Преемство власти Дмитрия Донского от киевских правителей подчеркнуто уже во вступлении к Слову о житии: «Внук же бысть православнаго князя Ивана Даниловича, събирателя Руской земли, корене святого и Богом насаженаго саду, отрасль благоплодна и цвет прекрасный царя Володимера, новаго Костянтина, крестившаго землю Рускую, сродник же бысть новою чюдотворцю Бориса и Глеба» [ПЛДР XIV–XV 1981. С. 208]. Отсчет не случайно начат со святого князя Владимира I (а не с Рюрика или, например, Ярослава Мудрого).

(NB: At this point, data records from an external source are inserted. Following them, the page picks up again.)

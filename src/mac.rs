//! macOS task backend.
//!
//! Implements [`TaskMemory`] over the Mach VM interfaces, enumerates the
//! target task's loaded images through dyld, and snapshots live thread
//! state. Everything here is kept to plain Mach traps so the capture path
//! stays async-signal-safe.

use mach2::kern_return::KERN_SUCCESS;
use mach2::port::mach_port_name_t;
use mach2::traps::mach_task_self;
use mach2::vm::{mach_vm_deallocate, mach_vm_read_overwrite, mach_vm_remap};
use mach2::vm_prot::VM_PROT_READ;
use mach2::vm_statistics::VM_FLAGS_ANYWHERE;

use crate::error::{Error, Result};
use crate::image::{Image, ImageList};
use crate::mem::{self, MAX_READ, MemoryObject, TaskMemory};
use crate::report::{Reporter, ReportSink, SignalInfo};
use crate::thread_state::ThreadState;

/// A region remapped from another task into this one, released on drop.
pub struct VmRegion {
    base: u64,
    total: usize,
    offset: usize,
    len: usize,
}

impl VmRegion {
    pub(crate) fn bytes(&self) -> &[u8] {
        // SAFETY: the remap succeeded with read protection and the region
        // stays mapped until drop
        unsafe { std::slice::from_raw_parts((self.base as *const u8).add(self.offset), self.len) }
    }
}

impl Drop for VmRegion {
    fn drop(&mut self) {
        // SAFETY: releasing the mapping established by mach_vm_remap
        unsafe {
            mach_vm_deallocate(mach_task_self(), self.base, self.total as u64);
        }
    }
}

/// Memory of a (possibly foreign) Mach task.
pub struct MachTask {
    task: mach_port_name_t,
}

impl MachTask {
    pub fn new(task: mach_port_name_t) -> Self {
        Self { task }
    }

    /// The calling task; used when the crashed process inspects itself.
    pub fn current() -> Self {
        // SAFETY: trap with no arguments
        Self {
            task: unsafe { mach_task_self() },
        }
    }

    pub fn port(&self) -> mach_port_name_t {
        self.task
    }
}

impl TaskMemory for MachTask {
    fn read_into(&self, addr: u64, buf: &mut [u8]) -> Result<()> {
        if buf.len() > MAX_READ {
            return Err(Error::Invalid);
        }
        if buf.is_empty() {
            return Ok(());
        }

        let mut read_len = 0u64;
        // SAFETY: the kernel writes at most buf.len() bytes into buf
        let kr = unsafe {
            mach_vm_read_overwrite(
                self.task,
                addr,
                buf.len() as u64,
                buf.as_mut_ptr() as u64,
                &mut read_len,
            )
        };
        if kr != KERN_SUCCESS || read_len != buf.len() as u64 {
            return Err(Error::AccessDenied);
        }
        Ok(())
    }

    fn map(&self, addr: u64, len: u64) -> Result<MemoryObject> {
        let len_usize = usize::try_from(len).map_err(|_| Error::Invalid)?;
        let page_size = unsafe { libc::vm_page_size } as u64;
        let page_addr = addr & !(page_size - 1);
        let delta = (addr - page_addr) as usize;
        let total = (delta + len_usize).div_ceil(page_size as usize) * page_size as usize;

        let mut target: u64 = 0;
        let mut cur_prot = 0;
        let mut max_prot = 0;
        // SAFETY: the kernel picks the target address; no local memory is
        // aliased
        let kr = unsafe {
            mach_vm_remap(
                mach_task_self(),
                &mut target,
                total as u64,
                0,
                VM_FLAGS_ANYWHERE,
                self.task,
                page_addr,
                0, // share rather than copy; the source task is suspended
                &mut cur_prot,
                &mut max_prot,
                mach2::vm_inherit::VM_INHERIT_NONE,
            )
        };
        if kr != KERN_SUCCESS {
            return Err(Error::AccessDenied);
        }

        let region = VmRegion {
            base: target,
            total,
            offset: delta,
            len: len_usize,
        };
        if cur_prot & VM_PROT_READ == 0 {
            return Err(Error::AccessDenied);
        }

        Ok(MemoryObject::from_remapped(addr, region))
    }
}

// dyld_all_image_infos / dyld_image_info field offsets, from
// usr/include/mach-o/dyld_images.h
const ALL_IMAGE_INFOS_HEADER: usize = 16; // version, count, info array addr
const IMAGE_INFO_SIZE: u64 = 24; // load address, file path, mod date

/// Enumerates the task's loaded images from dyld's all-image-infos table.
pub fn dyld_image_list(task: &MachTask) -> Result<ImageList> {
    let mut dyld_info = std::mem::MaybeUninit::<mach2::task_info::task_dyld_info>::uninit();
    let mut count = (size_of::<mach2::task_info::task_dyld_info>()
        / size_of::<mach2::vm_types::natural_t>()) as u32;

    // SAFETY: syscall
    let kr = unsafe {
        mach2::task::task_info(
            task.task,
            mach2::task_info::TASK_DYLD_INFO,
            dyld_info.as_mut_ptr().cast(),
            &mut count,
        )
    };
    if kr != KERN_SUCCESS {
        return Err(Error::AccessDenied);
    }
    // SAFETY: valid if the syscall succeeded
    let all_image_addr = unsafe { dyld_info.assume_init() }.all_image_info_addr;

    let mut header = [0u8; ALL_IMAGE_INFOS_HEADER];
    task.read_into(all_image_addr, &mut header)?;
    let image_count = u32::from_ne_bytes(header[4..8].try_into().unwrap());
    let array_addr = u64::from_ne_bytes(header[8..16].try_into().unwrap());

    let infos = task.map(array_addr, u64::from(image_count) * IMAGE_INFO_SIZE)?;
    let buf = infos.bytes();

    let mut images = ImageList::new();
    let mut name_buf = [0u8; 512];
    for i in 0..image_count as usize {
        let entry = &buf[i * IMAGE_INFO_SIZE as usize..];
        let load_address = u64::from_ne_bytes(entry[..8].try_into().unwrap());
        let path_addr = u64::from_ne_bytes(entry[8..16].try_into().unwrap());

        let name = if path_addr != 0 {
            mem::read_cstring(task as &dyn TaskMemory, path_addr, &mut name_buf).unwrap_or(&[])
        } else {
            &[]
        };
        images.append(Image::new(load_address, name));
    }

    Ok(images)
}

cfg_if::cfg_if! {
    if #[cfg(target_arch = "x86_64")] {
        /// x86_THREAD_STATE64 in /usr/include/mach/i386/thread_status.h
        const THREAD_STATE_FLAVOR: u32 = 4;
        const THREAD_STATE_WORDS: u32 =
            (size_of::<mach2::structs::x86_thread_state64_t>() / 4) as u32;
    } else if #[cfg(target_arch = "aarch64")] {
        /// ARM_THREAD_STATE64 in /usr/include/mach/arm/thread_status.h
        const THREAD_STATE_FLAVOR: u32 = 6;

        // Missing from mach2 atm
        // _STRUCT_ARM_THREAD_STATE64 from /usr/include/mach/arm/_structs.h
        #[repr(C)]
        struct Arm64MachState {
            x: [u64; 29],
            fp: u64,
            lr: u64,
            sp: u64,
            pc: u64,
            cpsr: u32,
            __pad: u32,
        }

        const THREAD_STATE_WORDS: u32 = (size_of::<Arm64MachState>() / 4) as u32;
    } else {
        compile_error!("unsupported macOS target arch");
    }
}

/// Snapshots the register state of a (suspended) thread.
pub fn thread_state_snapshot(thread: mach_port_name_t) -> Result<ThreadState> {
    let mut raw = [0u32; 256];
    let mut count = THREAD_STATE_WORDS;

    // SAFETY: syscall; the kernel fills at most `count` words
    let kr = unsafe {
        mach2::thread_act::thread_get_state(
            thread,
            THREAD_STATE_FLAVOR as i32,
            raw.as_mut_ptr(),
            &mut count,
        )
    };
    if kr != KERN_SUCCESS || count < THREAD_STATE_WORDS {
        return Err(Error::AccessDenied);
    }

    cfg_if::cfg_if! {
        if #[cfg(target_arch = "x86_64")] {
            use crate::thread_state::{Arch, amd64::Reg};

            // SAFETY: the kernel filled a complete x86_thread_state64_t
            let ts: &mach2::structs::x86_thread_state64_t =
                unsafe { &*(raw.as_ptr().cast()) };

            let mut state = ThreadState::new(Arch::Amd64);
            state.set(Reg::Rax, ts.__rax);
            state.set(Reg::Rbx, ts.__rbx);
            state.set(Reg::Rcx, ts.__rcx);
            state.set(Reg::Rdx, ts.__rdx);
            state.set(Reg::Rdi, ts.__rdi);
            state.set(Reg::Rsi, ts.__rsi);
            state.set(Reg::Rbp, ts.__rbp);
            state.set(Reg::Rsp, ts.__rsp);
            state.set(Reg::R8, ts.__r8);
            state.set(Reg::R9, ts.__r9);
            state.set(Reg::R10, ts.__r10);
            state.set(Reg::R11, ts.__r11);
            state.set(Reg::R12, ts.__r12);
            state.set(Reg::R13, ts.__r13);
            state.set(Reg::R14, ts.__r14);
            state.set(Reg::R15, ts.__r15);
            state.set(Reg::Rip, ts.__rip);
            state.set(Reg::Rflags, ts.__rflags);
            state.set(Reg::Cs, ts.__cs);
            state.set(Reg::Fs, ts.__fs);
            state.set(Reg::Gs, ts.__gs);
            Ok(state)
        } else if #[cfg(target_arch = "aarch64")] {
            use crate::thread_state::{Arch, arm64, arm64::Reg};

            // SAFETY: the kernel filled a complete ARM_THREAD_STATE64
            let ts: &Arm64MachState = unsafe { &*(raw.as_ptr().cast()) };

            let mut state = ThreadState::new(Arch::Arm64);
            for (i, value) in ts.x.iter().enumerate() {
                state.set(arm64::ALL[i], *value);
            }
            state.set(Reg::Fp, ts.fp);
            state.set(Reg::Lr, ts.lr);
            state.set(Reg::Sp, ts.sp);
            state.set(Reg::Pc, ts.pc);
            state.set(Reg::Cpsr, u64::from(ts.cpsr));
            Ok(state)
        }
    }
}

/// Maps a Mach exception from a crash context onto the report's signal
/// record.
pub fn signal_info(ctx: &crash_context::CrashContext) -> Option<SignalInfo> {
    ctx.exception.as_ref().map(|exc| SignalInfo {
        number: exc.kind as u32,
        code: exc.code as u32,
        address: exc.subcode.unwrap_or(0),
    })
}

/// Captures a full report for the crashed thread described by `ctx`.
pub fn capture_crash_context(
    reporter: &mut Reporter,
    ctx: &crash_context::CrashContext,
    sink: &mut dyn ReportSink,
) -> Result<()> {
    let task = MachTask::new(ctx.task);
    let images = dyld_image_list(&task)?;
    let state = thread_state_snapshot(ctx.thread)?;
    reporter.capture(&task, &state, &images, sink, signal_info(ctx).as_ref())
}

Причина, вероятно, не только в том, что Владимир — креститель Руси, но и в том, что он осознается как создатель Русского царства (основанием для такого осмысления могли служить аналогия с крестителем Римской империи императором Константином и свойство Владимира с византийскими василевсами). Показательно именование Владимира царем[554] (на самом деле он, согласно Слову Илариона, носил титул кагана; в письменных памятниках киевского периода встречается лишь единичное именование царем его сына, Ярослава Мудрого[555]). Владимира автор Слова о житии, возможно, считает наследником Византийской империи (через брак с принцессой Анной), хотя прямо и не пишет об этом. Восприятие царственной власти от Византии неотторжимо от принятия христианства от греков.